Nograles described the “voluntary amendments” being offered by the bill’s proponents at the House of Representatives as “questionable.”
One of the proposed amendments is a supposed option for parents to take their children out of sex-education classes. Still, all schools, including those run by the religious, must teach a state-prescribed sex-ed curriculum, or face sanctions.
The paragraph that reads “parents shall exercise the option of not allowing their minor children to attend classes pertaining to reproductive health and sexuality and education” will supposedly be placed in Section 16.
“A promise to amend is not equivalent to the actual amendment,” Nograles said.
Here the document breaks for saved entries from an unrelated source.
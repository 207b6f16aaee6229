//! Ratatui front end for the flipbook player.
//!
//! The player writes frames into a [`FrameView`]; the draw loop reads it back
//! on every redraw. Keys go through [`FramePlayer`] so the loop does not care
//! which random source the controller was built with.

use crossterm::{
    event::{self, Event, KeyCode, KeyEventKind},
    execute,
    terminal::{EnterAlternateScreen, LeaveAlternateScreen, disable_raw_mode, enable_raw_mode},
};
use flipbook_player::{FramePlayer, FrameTarget, PlaybackController, PlaybackState, RandomSource};
use ratatui::{
    Frame, Terminal,
    backend::CrosstermBackend,
    layout::{Alignment, Constraint, Direction, Layout},
    style::{Color, Style, Stylize},
    text::{Line, Span, Text},
    widgets::{Block, Borders, Paragraph},
};
use std::cell::Cell;
use std::io::{self, stdout};
use std::rc::Rc;
use std::time::{Duration, Instant};
use tracing::{debug, info, trace};

/// Redraw and tick period (~60 Hz).
const TICK_PERIOD: Duration = Duration::from_millis(16);

/// Controller type driven by the terminal player.
pub type TerminalPlayer<R> = PlaybackController<String, FrameView, R>;

/// Display target holding the frame for the next redraw.
#[derive(Debug, Default)]
pub struct FrameView {
    text: Option<String>,
    visible: bool,
}

impl FrameView {
    /// Text to draw, `None` when hidden or nothing is shown.
    pub fn text(&self) -> Option<&str> {
        if self.visible {
            self.text.as_deref()
        } else {
            None
        }
    }
}

impl FrameTarget<String> for FrameView {
    fn set_frame(&mut self, frame: Option<&String>) {
        self.text = frame.cloned();
    }

    fn set_visible(&mut self, visible: bool) {
        self.visible = visible;
    }
}

/// Counters fed by the player's listeners.
#[derive(Debug, Clone, Default)]
pub struct SessionStats {
    frames: Rc<Cell<u64>>,
    completions: Rc<Cell<u64>>,
}

impl SessionStats {
    /// Register counting listeners on `player`.
    pub fn attach<R: RandomSource>(&self, player: &mut TerminalPlayer<R>) {
        let frames = Rc::clone(&self.frames);
        player.on_new_frame(move |_| frames.set(frames.get() + 1));
        let completions = Rc::clone(&self.completions);
        player.on_animation_complete(move || {
            completions.set(completions.get() + 1);
            info!("animation complete");
        });
    }

    /// Frame changes seen so far.
    pub fn frames_shown(&self) -> u64 {
        self.frames.get()
    }

    /// Natural completions seen so far.
    pub fn completions(&self) -> u64 {
        self.completions.get()
    }
}

/// What the loop should do after a key press.
#[derive(Debug, Clone, Copy, PartialEq, Eq)]
pub enum Control {
    /// Keep running
    Continue,
    /// Leave the player
    Quit,
}

/// Apply a key pressed at loop time `now` to the player.
pub fn handle_key(player: &mut dyn FramePlayer, code: KeyCode, now: f64) -> Control {
    match code {
        KeyCode::Char('q') | KeyCode::Char('Q') | KeyCode::Esc => return Control::Quit,
        KeyCode::Char(' ') => player.toggle_pause_at(now),
        KeyCode::Char('p') => player.play_at(now),
        KeyCode::Char('s') => player.stop(),
        KeyCode::Char('d') => player.deactivate(),
        KeyCode::Char('r') => {
            let reversed = !player.is_reversed();
            player.set_reversed(reversed);
        }
        KeyCode::Char('m') => {
            let next = player.mode().next();
            if !player.set_mode(next) {
                debug!(mode = %next, "stop playback before changing mode");
            }
        }
        KeyCode::Char('v') => {
            let visible = !player.is_visible();
            player.set_visible(visible);
        }
        KeyCode::Left | KeyCode::Right => {
            if let Some(current) = player.current_frame() {
                let count = player.frame_count();
                let next = if code == KeyCode::Right {
                    (current + 1) % count
                } else {
                    (current + count - 1) % count
                };
                player.set_current_frame(next);
            }
        }
        _ => {}
    }
    Control::Continue
}

/// Restore terminal state (used by panic hook)
fn restore_terminal() {
    let _ = disable_raw_mode();
    let _ = execute!(io::stdout(), LeaveAlternateScreen);
}

/// Run the player in the alternate screen until quit or `duration` elapses.
pub fn run<R: RandomSource>(
    player: &mut TerminalPlayer<R>,
    title: &str,
    stats: &SessionStats,
    duration: Option<f64>,
) -> io::Result<()> {
    enable_raw_mode()?;
    let mut stdout = stdout();
    execute!(stdout, EnterAlternateScreen)?;

    // Register panic hook to restore terminal on panic
    let original_hook = std::panic::take_hook();
    std::panic::set_hook(Box::new(move |panic_info| {
        restore_terminal();
        original_hook(panic_info);
    }));

    let backend = CrosstermBackend::new(stdout);
    let mut terminal = Terminal::new(backend)?;
    let result = event_loop(&mut terminal, player, title, stats, duration);

    let _ = std::panic::take_hook();
    disable_raw_mode()?;
    execute!(terminal.backend_mut(), LeaveAlternateScreen)?;
    result
}

fn event_loop<R: RandomSource>(
    terminal: &mut Terminal<CrosstermBackend<io::Stdout>>,
    player: &mut TerminalPlayer<R>,
    title: &str,
    stats: &SessionStats,
    duration: Option<f64>,
) -> io::Result<()> {
    let start = Instant::now();
    let mut dirty = true;

    loop {
        let tick_start = Instant::now();

        while event::poll(Duration::ZERO)? {
            match event::read()? {
                Event::Key(key) if key.kind == KeyEventKind::Press => {
                    let now = start.elapsed().as_secs_f64();
                    if handle_key(player, key.code, now) == Control::Quit {
                        return Ok(());
                    }
                    dirty = true;
                }
                Event::Resize(..) => dirty = true,
                _ => {}
            }
        }

        let now = start.elapsed().as_secs_f64();
        if duration.is_some_and(|limit| now >= limit) {
            info!(elapsed = now, "duration reached");
            return Ok(());
        }
        if player.advance(now).changed_frame() {
            trace!(frame = ?player.current_frame(), "frame changed");
            dirty = true;
        }

        if dirty {
            terminal.draw(|f| draw_ui(f, player, title, stats))?;
            dirty = false;
        }

        let tick_time = tick_start.elapsed();
        if tick_time < TICK_PERIOD {
            std::thread::sleep(TICK_PERIOD - tick_time);
        }
    }
}

fn draw_ui<R: RandomSource>(
    f: &mut Frame,
    player: &TerminalPlayer<R>,
    title: &str,
    stats: &SessionStats,
) {
    let chunks = Layout::default()
        .direction(Direction::Vertical)
        .constraints([Constraint::Min(3), Constraint::Length(4)])
        .split(f.area());

    let frame_text = player.target().and_then(FrameView::text).unwrap_or_default();
    let frame = Paragraph::new(Text::from(frame_text.to_string()))
        .alignment(Alignment::Center)
        .block(Block::default().borders(Borders::ALL).title(format!(" {title} ")));
    f.render_widget(frame, chunks[0]);

    let state_color = match player.state() {
        PlaybackState::Playing => Color::Green,
        PlaybackState::Paused => Color::Yellow,
        PlaybackState::Stopped => Color::Gray,
        PlaybackState::Inactive => Color::DarkGray,
    };
    let position = match player.current_frame() {
        Some(index) => format!("{}/{}", index + 1, player.frame_count()),
        None => format!("-/{}", player.frame_count()),
    };
    let direction = if player.is_forward() { ">>" } else { "<<" };

    let status = Line::from(vec![
        Span::styled(
            format!(" {:<8}", player.state().as_str()),
            Style::default().fg(state_color).bold(),
        ),
        Span::raw(format!(" mode {:<16}", player.mode().as_str())),
        Span::raw(format!(" frame {position:<8}")),
        Span::raw(format!(" {direction} {:.1} fps", player.frame_rate().abs())),
        Span::raw(format!(
            "   shown {}  completed {}",
            stats.frames_shown(),
            stats.completions()
        )),
    ]);
    let keys = Line::from(
        " [space] pause  [p] play  [s] stop  [d] deactivate  [r] reverse  [m] mode  [v] visible  [</>] scrub  [q] quit",
    )
    .fg(Color::DarkGray);

    let footer = Paragraph::new(vec![status, keys]).block(Block::default().borders(Borders::TOP));
    f.render_widget(footer, chunks[1]);
}

#[cfg(test)]
mod tests {
    use super::*;
    use flipbook_player::{ControllerOptions, FrameAnimation, PlayMode, RngSource};

    fn player(mode: PlayMode) -> TerminalPlayer<RngSource> {
        let frames = vec!["one".to_string(), "two".to_string(), "three".to_string()];
        PlaybackController::with_random(
            FrameAnimation::new(frames, 10.0).with_inactive_frame("zzz".to_string()),
            Some(FrameView::default()),
            ControllerOptions::with_mode(mode),
            RngSource::seeded(9),
        )
    }

    fn shown(player: &TerminalPlayer<RngSource>) -> Option<&str> {
        player.target().and_then(FrameView::text)
    }

    #[test]
    fn keys_drive_the_lifecycle() {
        let mut player = player(PlayMode::Looped);
        assert_eq!(handle_key(&mut player, KeyCode::Char('p'), 0.0), Control::Continue);
        assert_eq!(player.state(), PlaybackState::Playing);

        handle_key(&mut player, KeyCode::Char(' '), 0.0);
        assert_eq!(player.state(), PlaybackState::Paused);

        handle_key(&mut player, KeyCode::Char('d'), 0.0);
        assert_eq!(player.state(), PlaybackState::Inactive);
        assert_eq!(shown(&player), Some("zzz"));

        assert_eq!(handle_key(&mut player, KeyCode::Esc, 0.0), Control::Quit);
    }

    #[test]
    fn pause_key_resumes_from_key_time() {
        let mut player = player(PlayMode::Looped);
        handle_key(&mut player, KeyCode::Char('p'), 0.0);
        player.advance(0.1);
        handle_key(&mut player, KeyCode::Char(' '), 0.15);
        assert_eq!(player.state(), PlaybackState::Paused);

        handle_key(&mut player, KeyCode::Char(' '), 30.0);
        assert_eq!(player.state(), PlaybackState::Playing);
        assert!((player.next_due_time() - 30.1).abs() < 1e-9);
        player.advance(30.15);
        assert_eq!(player.current_frame(), Some(2));
    }

    #[test]
    fn scrub_wraps_both_ways() {
        let mut player = player(PlayMode::Looped);
        handle_key(&mut player, KeyCode::Left, 0.0);
        assert_eq!(shown(&player), Some("three"));
        handle_key(&mut player, KeyCode::Right, 0.0);
        assert_eq!(shown(&player), Some("one"));
    }

    #[test]
    fn mode_key_only_works_when_not_playing() {
        let mut player = player(PlayMode::Looped);
        handle_key(&mut player, KeyCode::Char('m'), 0.0);
        assert_eq!(player.mode(), PlayMode::PingPong);

        player.play();
        handle_key(&mut player, KeyCode::Char('m'), 0.0);
        assert_eq!(player.mode(), PlayMode::PingPong);
    }

    #[test]
    fn visibility_and_direction_toggle() {
        let mut player = player(PlayMode::Looped);
        handle_key(&mut player, KeyCode::Char('v'), 0.0);
        assert_eq!(shown(&player), None);
        handle_key(&mut player, KeyCode::Char('v'), 0.0);
        assert_eq!(shown(&player), Some("one"));

        handle_key(&mut player, KeyCode::Char('r'), 0.0);
        handle_key(&mut player, KeyCode::Char('p'), 0.0);
        assert_eq!(shown(&player), Some("three"));
    }

    #[test]
    fn stats_count_listener_events() {
        let mut player = player(PlayMode::OneShot);
        let stats = SessionStats::default();
        stats.attach(&mut player);
        player.play();
        for now in [0.1, 0.25, 0.35] {
            player.advance(now);
        }
        assert_eq!(stats.completions(), 1);
        assert_eq!(stats.frames_shown(), 3);
    }
}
RH bill advocates have also vowed to remove a contentious provision punishing those who spread “misinformation.” Pro-life leaders, however, said introducing such a provision in the first place was a pro-RH strategy to force the hand of those against the bill.
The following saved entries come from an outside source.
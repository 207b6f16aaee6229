//! Frame-Sequence Playback Controller
//!
//! This crate decides which frame of an image sequence should be visible as
//! time passes. The host feeds it ticks; it answers with frame changes and
//! completion notifications.
//!
//! # Features
//!
//! - Five play modes: one-shot, looped, ping-pong, looped ping-pong, random
//! - Play / pause / resume / stop / deactivate lifecycle
//! - Catch-up stepping: late ticks advance several frames without drift
//! - Synchronous frame-change and completion listeners
//! - JSON and plain-text animation descriptions
//!
//! # Example
//!
//! ```no_run
//! use flipbook_common::FrameTarget;
//! use flipbook_player::{PlaybackController, load_file};
//!
//! struct Stdout;
//!
//! impl FrameTarget<String> for Stdout {
//!     fn set_frame(&mut self, frame: Option<&String>) {
//!         println!("{}", frame.map(String::as_str).unwrap_or(""));
//!     }
//!     fn set_visible(&mut self, _visible: bool) {}
//! }
//!
//! # fn main() -> Result<(), Box<dyn std::error::Error>> {
//! let (animation, options) = load_file("spinner.flip")?.into_parts();
//! let mut player = PlaybackController::new(animation, Some(Stdout), options);
//! player.on_animation_complete(|| println!("done"));
//! player.play();
//!
//! let start = std::time::Instant::now();
//! while player.is_playing() {
//!     player.advance(start.elapsed().as_secs_f64());
//! }
//! # Ok(())
//! # }
//! ```

#![warn(missing_docs)]

// Error handling
mod error;
pub use error::{FlipbookError, Result};

// Core modules
pub mod animation;
pub mod config;
pub mod controller;
pub mod listeners;
pub mod loader;

// Re-export commonly used types
pub use animation::FrameAnimation;
pub use config::{AnimationConfig, ControllerOptions, DEFAULT_FRAME_RATE};
pub use controller::PlaybackController;
pub use listeners::{ListenerId, Listeners};
pub use loader::{AnimationLoader, SourceFormat, load_file, load_str};

pub use flipbook_common::{
    AdvanceResult, FramePlayer, FrameTarget, InitialState, PlayMode, PlaybackState, RandomSource,
    RngSource,
};
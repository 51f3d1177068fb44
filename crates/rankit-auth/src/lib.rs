//! rankit auth — account registration and password authentication.

pub mod config;
pub mod error;
pub mod password;
pub mod service;

pub use config::AuthConfig;
pub use error::AuthError;
pub use service::{AccountService, RegisterInput};
//! Password hashing and verification using Argon2id.

use argon2::password_hash::SaltString;
use argon2::password_hash::rand_core::OsRng;
use argon2::{Argon2, PasswordHasher, PasswordVerifier};

use crate::error::AuthError;

/// Hash a plaintext password into a PHC-format Argon2id string.
///
/// If `pepper` is provided it is prepended to the password before
/// hashing; verification must use the same pepper.
pub fn hash_password(password: &str, pepper: Option<&str>) -> Result<String, AuthError> {
    let peppered: String;
    let input = match pepper {
        Some(p) => {
            peppered = format!("{p}{password}");
            peppered.as_bytes()
        }
        None => password.as_bytes(),
    };

    let salt = SaltString::generate(&mut OsRng);
    let argon2 = Argon2::default();
    argon2
        .hash_password(input, &salt)
        .map(|h| h.to_string())
        .map_err(|e| AuthError::Crypto(format!("hash error: {e}")))
}

/// Verify a plaintext password against an Argon2id PHC-format hash.
///
/// Returns `Ok(true)` on match, `Ok(false)` on mismatch, or
/// `Err(AuthError::Crypto)` if the stored hash is malformed.
pub fn verify_password(
    password: &str,
    hash: &str,
    pepper: Option<&str>,
) -> Result<bool, AuthError> {
    let peppered: String;
    let input = match pepper {
        Some(p) => {
            peppered = format!("{p}{password}");
            peppered.as_bytes()
        }
        None => password.as_bytes(),
    };

    let parsed_hash = argon2::PasswordHash::new(hash)
        .map_err(|e| AuthError::Crypto(format!("invalid hash format: {e}")))?;

    let argon2 = Argon2::default();
    match argon2.verify_password(input, &parsed_hash) {
        Ok(()) => Ok(true),
        Err(argon2::password_hash::Error::Password) => Ok(false),
        Err(e) => Err(AuthError::Crypto(format!("verify error: {e}"))),
    }
}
Nograles pointed out that the supposed amendments “do not include the Senate, so these amendments may still be found in the final Senate version [of the RH bill].”
Former senator Francisco Tatad, meanwhile, said the RH bill has “no place in a constitutional and democratic society” because it curtails the right of Catholics to practice their beliefs.
“There is no attempt on the part of Catholics to impose their belief on non-Catholics,” he said. “We are not trying to stop anyone who wants to contracept for even now, they are free to contracept and sterilize themselves.”
Tatad argued that state prescription of the use of contraceptives, using taxpayers’ money, is a practice that could only be done in totalitarian and communist countries.
“The decision that you must use contraceptives in one form or another has already been made for you by the authors of the bill,” he said. “They want us to accept from Congress what is contrary to our faith.”
Former Manila mayor Jose “Lito” Atienza, meanwhile, said people must not disengage themselves from politics, but rather get involved in it to guard against politicians campaigning for the foreign-backed RH bill.
“Let’s stop the notion that ‘politics is dirty, politicians are bad, therefore I don’t want to get involved with it.’ If the good people do not immerse themselves in governance, in politics, then the bad [people] will always run this world,” Atienza said.
The forum ended with a Mass led by Butuan Bishop Juan de Dios Pueblos, who said Catholics should work hard so that from the “culture of death comes the culture of life, from culture of profit, the culture of service; and from culture of individualism, the culture of communitarian life.”
HLI-Pilipinas director Dr. Rene Josef Bullecer, organizer of the conference, said his group will be conducting nationwide anti-RH bill forums for the youth next year.
The conference at Summit Circle Hotel was participated in by representatives of Pro-Life Pilipinas, Ang Kapatiran Party, and around 10 archdioceses and 31 dioceses all over the country. This year’s event was attended by 216 participants.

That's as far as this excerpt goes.